Con Natacha, enseguida me defiendo tranquilamente: es más que probable que Himmler hubiera tenido, en efecto, un problema en la cabeza, pero de todas formas, esta historia del cerebro que se hincha no es más que una metáfora un tanto
cheap
para expresar la angustia que se apoderó de él cuando le anunciaron la noticia. Pero como ni yo mismo estoy muy convencido, al día siguiente suprimo la frase. Por desgracia, eso crea un vacío que me desagrada. No sé muy bien por qué no me gusta el encadenamiento de «Himmler abofeteado en plena cara» con «Acaba de recibir la noticia», demasiado abrupto, se pierde la elasticidad antes asegurada por mi caja craneal. Por consiguiente me siento obligado a remplazar la frase suprimida por otra más prudente. Reescribo algo parecido a esto: «Imagino que su cabeza de pequeña rata con gafas ha debido de virar al rojo.» Es verdad que Himmler tenía cabeza de roedor, con sus mofletes y su bigote, pero evidentemente la expresión pierde en sobriedad. Decido quitar «con gafas». El efecto producido por «pequeña rata», incluso sin gafas, me sigue molestando, pero es obvia la mejora de esta opción, llena de modulación circunspecta: «Imagino…», «ha debido…» Con una hipótesis claramente presentada como tal, evito así todo abuso de poder sobre la realidad. No sé por qué razón me siento impelido a agregar: «Está completamente congestionado.»

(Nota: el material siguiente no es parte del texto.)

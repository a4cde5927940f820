use serde::{Deserialize, Serialize};
use std::sync::Arc;
use std::time::Duration;

use super::gemini::GeminiProvider;
use super::http_client::{HttpClient, DEFAULT_REQUEST_TIMEOUT};
use super::openai::OpenAiProvider;
use super::retry::{RetryPolicy, RetryingHttpClient};
use crate::domain::{DomainError, LlmProvider};

/// Which provider API to talk to
#[derive(Debug, Clone, Copy, PartialEq, Eq, Default, Serialize, Deserialize)]
#[serde(rename_all = "lowercase")]
pub enum ProviderKind {
    #[default]
    Gemini,
    #[serde(rename = "openai")]
    OpenAi,
}

impl ProviderKind {
    /// Environment variable holding the API key when none is configured
    pub fn api_key_env(&self) -> &'static str {
        match self {
            Self::Gemini => "GOOGLE_API_KEY",
            Self::OpenAi => "OPENAI_API_KEY",
        }
    }
}

impl std::fmt::Display for ProviderKind {
    fn fmt(&self, f: &mut std::fmt::Formatter<'_>) -> std::fmt::Result {
        match self {
            Self::Gemini => f.write_str("gemini"),
            Self::OpenAi => f.write_str("openai"),
        }
    }
}

/// Everything needed to open a connection to a provider
#[derive(Debug, Clone)]
pub struct ProviderConnection {
    pub kind: ProviderKind,
    pub api_key: String,
    /// Overrides the provider's public endpoint
    pub base_url: Option<String>,
    pub timeout: Duration,
    pub retry: RetryPolicy,
}

impl ProviderConnection {
    pub fn new(kind: ProviderKind, api_key: impl Into<String>) -> Self {
        Self {
            kind,
            api_key: api_key.into(),
            base_url: None,
            timeout: DEFAULT_REQUEST_TIMEOUT,
            retry: RetryPolicy::default(),
        }
    }

    pub fn with_base_url(mut self, base_url: impl Into<String>) -> Self {
        self.base_url = Some(base_url.into());
        self
    }

    pub fn with_timeout(mut self, timeout: Duration) -> Self {
        self.timeout = timeout;
        self
    }

    pub fn with_retry(mut self, retry: RetryPolicy) -> Self {
        self.retry = retry;
        self
    }

    /// Timeout-bounded HTTP client with retries for transient failures
    pub fn http_client(&self) -> Result<RetryingHttpClient<HttpClient>, DomainError> {
        if self.api_key.trim().is_empty() {
            return Err(DomainError::configuration(format!(
                "No API key configured for provider '{}'",
                self.kind
            )));
        }

        let client = HttpClient::with_timeout(self.timeout)?;
        Ok(RetryingHttpClient::new(client, self.retry.clone()))
    }
}

/// Factory for creating generation providers
#[derive(Debug)]
pub struct LlmProviderFactory;

impl LlmProviderFactory {
    /// Create a generation provider for the connection
    pub fn create(connection: &ProviderConnection) -> Result<Arc<dyn LlmProvider>, DomainError> {
        let client = connection.http_client()?;
        let api_key = connection.api_key.clone();

        let provider: Arc<dyn LlmProvider> = match (connection.kind, &connection.base_url) {
            (ProviderKind::Gemini, Some(url)) => {
                Arc::new(GeminiProvider::with_base_url(client, api_key, url))
            }
            (ProviderKind::Gemini, None) => Arc::new(GeminiProvider::new(client, api_key)),
            (ProviderKind::OpenAi, Some(url)) => {
                Arc::new(OpenAiProvider::with_base_url(client, api_key, url))
            }
            (ProviderKind::OpenAi, None) => Arc::new(OpenAiProvider::new(client, api_key)),
        };

        Ok(provider)
    }
}
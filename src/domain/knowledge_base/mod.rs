//! Knowledge base domain: the embedding index over one document and the
//! pipeline state that holds it

mod entity;
mod index;
mod state;

pub use entity::{DocumentInfo, KnowledgeBase};
pub use index::{EmbeddingIndex, ScoredChunk, DEFAULT_EMBEDDING_BATCH_SIZE, DEFAULT_TOP_K};
pub use state::{LoadTicket, PipelineState, PipelineStatus};
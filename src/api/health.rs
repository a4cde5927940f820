//! Health and pipeline status endpoints

use axum::{extract::State, http::StatusCode, response::IntoResponse};
use serde::Serialize;

use super::state::AppState;
use crate::api::types::Json;

#[derive(Serialize)]
pub struct HealthResponse {
    pub status: HealthStatus,
    pub version: String,
}

#[derive(Serialize, Clone, Copy, PartialEq, Eq)]
#[serde(rename_all = "lowercase")]
pub enum HealthStatus {
    Healthy,
}

/// GET /health
pub async fn health_check() -> impl IntoResponse {
    let response = HealthResponse {
        status: HealthStatus::Healthy,
        version: env!("CARGO_PKG_VERSION").to_string(),
    };

    (StatusCode::OK, Json(response))
}

/// GET /status - whether a document is loaded, and which
pub async fn pipeline_status(State(state): State<AppState>) -> impl IntoResponse {
    Json(state.service.status().await)
}
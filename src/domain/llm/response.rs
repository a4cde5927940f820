use serde::{Deserialize, Serialize};

use super::Message;

/// Reason why the generation finished
#[derive(Debug, Clone, PartialEq, Eq, Serialize, Deserialize)]
#[serde(rename_all = "snake_case")]
pub enum FinishReason {
    Stop,
    Length,
    ContentFilter,
    Error,
}

/// Token usage statistics
#[derive(Debug, Clone, Default, Serialize, Deserialize)]
pub struct Usage {
    pub prompt_tokens: u32,
    pub completion_tokens: u32,
    pub total_tokens: u32,
}

impl Usage {
    pub fn new(prompt_tokens: u32, completion_tokens: u32) -> Self {
        Self {
            prompt_tokens,
            completion_tokens,
            total_tokens: prompt_tokens + completion_tokens,
        }
    }
}

/// Response from an LLM provider
#[derive(Debug, Clone, Serialize, Deserialize)]
pub struct LlmResponse {
    pub id: String,
    pub model: String,
    pub message: Message,
    pub finish_reason: Option<FinishReason>,
    pub usage: Option<Usage>,
}

impl LlmResponse {
    pub fn new(id: String, model: String, message: Message) -> Self {
        Self {
            id,
            model,
            message,
            finish_reason: None,
            usage: None,
        }
    }

    pub fn with_finish_reason(mut self, reason: FinishReason) -> Self {
        self.finish_reason = Some(reason);
        self
    }

    pub fn with_usage(mut self, usage: Usage) -> Self {
        self.usage = Some(usage);
        self
    }

    pub fn content(&self) -> &str {
        self.message.content_text()
    }
}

Tenía esa imagen de Himmler todo rojo y como muy acatarrado (tal vez porque yo mismo arrastro un inmundo constipado desde hace cuatro días) y mi imaginación tiránica se mantenía en sus trece: quería una concreción de ese estilo sobre la cara del Reichsführer. Pero decididamente el resultado no me satisfacía y otra vez lo cambié todo. Contemplé durante largo rato el espacio reducido a la nada entre la primera y la tercera frase. Y, lentamente, me puse a teclear: «La sangre le enciende las mejillas y siente hincharse su cerebro dentro de la caja craneal.»

Pienso con Oscar Wilde, como de costumbre, que siempre es la misma historia: «He invertido toda la mañana en corregir un texto del que, finalmente, sólo he suprimido una coma. Por la tarde, la restablecí.»

108

Heydrich, a quien imagino arrellanado en el fondo de su Mercedes negro, estrecha su portafolios entre sus rodillas; lleva en él el documento sin duda más decisivo de su carrera y de la historia del Tercer Reich.

El coche pasa a gran velocidad por los suburbios de Berlín. Fuera hace bueno, es verano, la tarde avanza y es difícil imaginar que el cielo se llenará dentro de un rato de masas negras que arrojarán bombas. Unos cuantos edificios hundidos, algunas casas destruidas, unos pocos transeúntes atrapados recuerdan insistentemente, sin embargo, la extraordinaria tenacidad de la Royal Air Force.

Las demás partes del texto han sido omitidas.